→ **WHAT IS BEING ASKED**
Keep to one stretch of the data below, the lines from the one with "repository 0ef105dfa055a799" up to and including the one with "use thiserror::Error;", and return that stretch exactly.

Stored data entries
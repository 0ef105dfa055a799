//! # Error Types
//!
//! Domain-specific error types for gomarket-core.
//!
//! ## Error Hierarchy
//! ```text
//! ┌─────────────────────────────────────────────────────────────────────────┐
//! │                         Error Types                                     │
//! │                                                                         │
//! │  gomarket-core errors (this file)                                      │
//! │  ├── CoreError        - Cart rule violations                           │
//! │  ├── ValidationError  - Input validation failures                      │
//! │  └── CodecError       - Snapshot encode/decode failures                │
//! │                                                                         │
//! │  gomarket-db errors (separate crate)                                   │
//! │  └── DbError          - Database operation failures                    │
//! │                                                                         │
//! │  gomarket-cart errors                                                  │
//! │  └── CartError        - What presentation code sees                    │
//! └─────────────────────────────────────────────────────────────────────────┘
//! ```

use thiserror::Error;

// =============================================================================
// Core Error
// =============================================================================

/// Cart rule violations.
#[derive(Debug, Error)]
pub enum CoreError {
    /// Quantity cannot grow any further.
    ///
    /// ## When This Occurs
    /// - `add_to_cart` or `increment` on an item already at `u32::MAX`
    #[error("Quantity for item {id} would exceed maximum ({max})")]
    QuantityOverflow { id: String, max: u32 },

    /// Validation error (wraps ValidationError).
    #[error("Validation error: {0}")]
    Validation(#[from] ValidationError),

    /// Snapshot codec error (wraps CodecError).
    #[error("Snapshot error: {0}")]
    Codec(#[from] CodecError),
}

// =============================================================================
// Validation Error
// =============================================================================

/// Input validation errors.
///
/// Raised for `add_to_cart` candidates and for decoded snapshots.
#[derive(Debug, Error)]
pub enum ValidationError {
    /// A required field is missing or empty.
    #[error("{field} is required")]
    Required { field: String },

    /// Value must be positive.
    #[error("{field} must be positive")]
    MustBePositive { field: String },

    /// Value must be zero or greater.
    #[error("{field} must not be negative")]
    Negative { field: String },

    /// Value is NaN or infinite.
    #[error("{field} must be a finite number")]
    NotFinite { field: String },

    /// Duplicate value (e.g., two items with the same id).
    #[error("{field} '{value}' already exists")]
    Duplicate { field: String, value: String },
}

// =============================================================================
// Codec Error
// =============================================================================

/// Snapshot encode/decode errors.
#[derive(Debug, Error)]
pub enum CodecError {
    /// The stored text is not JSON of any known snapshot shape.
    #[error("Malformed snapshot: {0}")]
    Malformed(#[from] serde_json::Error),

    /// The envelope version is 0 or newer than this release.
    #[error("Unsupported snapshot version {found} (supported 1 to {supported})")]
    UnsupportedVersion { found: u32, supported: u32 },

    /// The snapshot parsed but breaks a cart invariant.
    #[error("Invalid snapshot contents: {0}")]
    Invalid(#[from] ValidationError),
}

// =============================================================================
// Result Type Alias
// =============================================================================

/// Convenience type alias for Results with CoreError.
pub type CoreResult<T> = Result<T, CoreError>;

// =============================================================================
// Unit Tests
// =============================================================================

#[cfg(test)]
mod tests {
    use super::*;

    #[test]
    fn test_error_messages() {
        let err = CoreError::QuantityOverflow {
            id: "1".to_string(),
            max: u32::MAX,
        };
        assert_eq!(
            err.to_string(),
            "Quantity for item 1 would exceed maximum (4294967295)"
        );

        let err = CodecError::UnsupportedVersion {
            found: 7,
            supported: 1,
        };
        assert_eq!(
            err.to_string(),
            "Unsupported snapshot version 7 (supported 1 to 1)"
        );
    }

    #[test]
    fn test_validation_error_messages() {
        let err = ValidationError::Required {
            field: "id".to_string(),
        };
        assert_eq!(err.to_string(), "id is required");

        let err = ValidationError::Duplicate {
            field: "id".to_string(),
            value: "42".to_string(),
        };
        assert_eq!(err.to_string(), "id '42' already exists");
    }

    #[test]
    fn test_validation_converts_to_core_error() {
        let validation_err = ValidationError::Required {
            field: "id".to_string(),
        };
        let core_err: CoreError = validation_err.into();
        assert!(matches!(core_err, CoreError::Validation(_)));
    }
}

---

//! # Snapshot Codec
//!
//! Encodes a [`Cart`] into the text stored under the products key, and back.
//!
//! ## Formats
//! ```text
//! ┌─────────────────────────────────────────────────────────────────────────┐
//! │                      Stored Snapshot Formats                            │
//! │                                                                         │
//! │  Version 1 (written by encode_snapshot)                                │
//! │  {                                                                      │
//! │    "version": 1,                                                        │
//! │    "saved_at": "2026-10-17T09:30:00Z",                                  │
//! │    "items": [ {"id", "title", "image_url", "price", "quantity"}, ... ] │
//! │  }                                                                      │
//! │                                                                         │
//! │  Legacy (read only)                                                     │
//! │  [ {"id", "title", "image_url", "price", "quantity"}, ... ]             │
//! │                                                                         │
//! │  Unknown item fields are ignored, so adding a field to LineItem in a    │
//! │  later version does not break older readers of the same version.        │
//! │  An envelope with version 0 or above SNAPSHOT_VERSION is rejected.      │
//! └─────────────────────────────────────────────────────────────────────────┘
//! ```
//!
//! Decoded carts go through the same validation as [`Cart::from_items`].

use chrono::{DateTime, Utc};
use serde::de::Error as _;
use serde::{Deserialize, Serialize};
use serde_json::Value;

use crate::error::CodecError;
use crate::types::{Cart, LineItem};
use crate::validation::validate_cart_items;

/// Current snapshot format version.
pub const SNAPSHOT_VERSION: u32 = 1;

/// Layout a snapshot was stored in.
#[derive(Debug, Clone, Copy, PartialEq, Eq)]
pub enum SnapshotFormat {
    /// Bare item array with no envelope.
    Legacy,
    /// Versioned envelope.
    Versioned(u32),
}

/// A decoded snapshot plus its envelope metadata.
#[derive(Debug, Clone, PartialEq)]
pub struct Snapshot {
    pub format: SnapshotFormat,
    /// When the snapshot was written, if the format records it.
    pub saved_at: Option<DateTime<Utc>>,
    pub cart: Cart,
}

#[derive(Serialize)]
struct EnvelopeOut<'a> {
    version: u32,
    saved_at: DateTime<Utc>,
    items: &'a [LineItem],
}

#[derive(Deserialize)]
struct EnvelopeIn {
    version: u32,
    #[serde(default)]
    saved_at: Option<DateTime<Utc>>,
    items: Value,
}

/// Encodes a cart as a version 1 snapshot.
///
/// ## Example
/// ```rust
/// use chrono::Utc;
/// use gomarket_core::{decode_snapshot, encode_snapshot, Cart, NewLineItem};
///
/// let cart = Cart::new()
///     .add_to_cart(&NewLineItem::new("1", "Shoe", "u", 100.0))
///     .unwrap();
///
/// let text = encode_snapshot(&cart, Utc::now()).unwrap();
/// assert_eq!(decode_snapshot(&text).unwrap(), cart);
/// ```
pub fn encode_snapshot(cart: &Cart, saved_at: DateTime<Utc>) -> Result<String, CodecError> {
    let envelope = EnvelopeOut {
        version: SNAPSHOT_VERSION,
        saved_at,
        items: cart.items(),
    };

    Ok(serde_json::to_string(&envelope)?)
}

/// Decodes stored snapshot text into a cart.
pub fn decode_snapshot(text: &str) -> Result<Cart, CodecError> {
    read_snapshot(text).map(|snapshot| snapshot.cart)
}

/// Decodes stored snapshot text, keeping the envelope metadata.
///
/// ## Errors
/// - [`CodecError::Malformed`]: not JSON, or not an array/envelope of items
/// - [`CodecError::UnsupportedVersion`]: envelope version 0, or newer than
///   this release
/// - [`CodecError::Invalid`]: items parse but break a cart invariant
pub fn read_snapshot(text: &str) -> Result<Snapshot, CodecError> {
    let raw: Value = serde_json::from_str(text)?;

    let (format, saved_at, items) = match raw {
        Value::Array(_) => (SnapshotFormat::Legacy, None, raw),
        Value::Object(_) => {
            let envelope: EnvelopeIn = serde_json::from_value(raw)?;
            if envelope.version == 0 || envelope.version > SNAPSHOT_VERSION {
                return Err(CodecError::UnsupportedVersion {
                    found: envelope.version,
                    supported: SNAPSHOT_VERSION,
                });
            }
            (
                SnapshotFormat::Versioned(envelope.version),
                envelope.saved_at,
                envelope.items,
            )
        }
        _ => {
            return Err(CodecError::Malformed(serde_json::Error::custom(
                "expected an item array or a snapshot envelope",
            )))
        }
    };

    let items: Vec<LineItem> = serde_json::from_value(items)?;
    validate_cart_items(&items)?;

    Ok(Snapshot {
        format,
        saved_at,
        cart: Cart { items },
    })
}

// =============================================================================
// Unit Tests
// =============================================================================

→ **RESPONSE TO THE EXERCISE**
repository 0ef105dfa055a799
//! # Error Types
//!
//! Domain-specific error types for gomarket-core.
//!
//! ## Error Hierarchy
//! ```text
//! ┌─────────────────────────────────────────────────────────────────────────┐
//! │                         Error Types                                     │
//! │                                                                         │
//! │  gomarket-core errors (this file)                                      │
//! │  ├── CoreError        - Cart rule violations                           │
//! │  ├── ValidationError  - Input validation failures                      │
//! │  └── CodecError       - Snapshot encode/decode failures                │
//! │                                                                         │
//! │  gomarket-db errors (separate crate)                                   │
//! │  └── DbError          - Database operation failures                    │
//! │                                                                         │
//! │  gomarket-cart errors                                                  │
//! │  └── CartError        - What presentation code sees                    │
//! └─────────────────────────────────────────────────────────────────────────┘
//! ```

use thiserror::Error;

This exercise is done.